What you have to do: Retype the data exactly, leaving nothing out.

(Saved entries)

--- START ---

//! Logging initialization
//!
//! Log output goes to stderr so command output on stdout stays clean.

use tracing_subscriber::EnvFilter;

/// Initialize tracing for the process.
///
/// `RUST_LOG` wins when set; otherwise `default_filter` (from settings) is
/// used. Calling this more than once is a no-op.
pub fn init(default_filter: &str) {
    let filter = EnvFilter::try_from_default_env()
        .or_else(|_| EnvFilter::try_new(default_filter))
        .unwrap_or_else(|_| EnvFilter::new("warn"));

    let _ = tracing_subscriber::fmt()
        .with_env_filter(filter)
        .with_writer(std::io::stderr)
        .with_target(false)
        .try_init();
}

--- END ---

Solution to this problem:
//! Logging initialization
//!
//! Log output goes to stderr so command output on stdout stays clean.

use tracing_subscriber::EnvFilter;

/// Initialize tracing for the process.
///
/// `RUST_LOG` wins when set; otherwise `default_filter` (from settings) is
/// used. Calling this more than once is a no-op.
pub fn init(default_filter: &str) {
    let filter = EnvFilter::try_from_default_env()
        .or_else(|_| EnvFilter::try_new(default_filter))
        .unwrap_or_else(|_| EnvFilter::new("warn"));

    let _ = tracing_subscriber::fmt()
        .with_env_filter(filter)
        .with_writer(std::io::stderr)
        .with_target(false)
        .try_init();
}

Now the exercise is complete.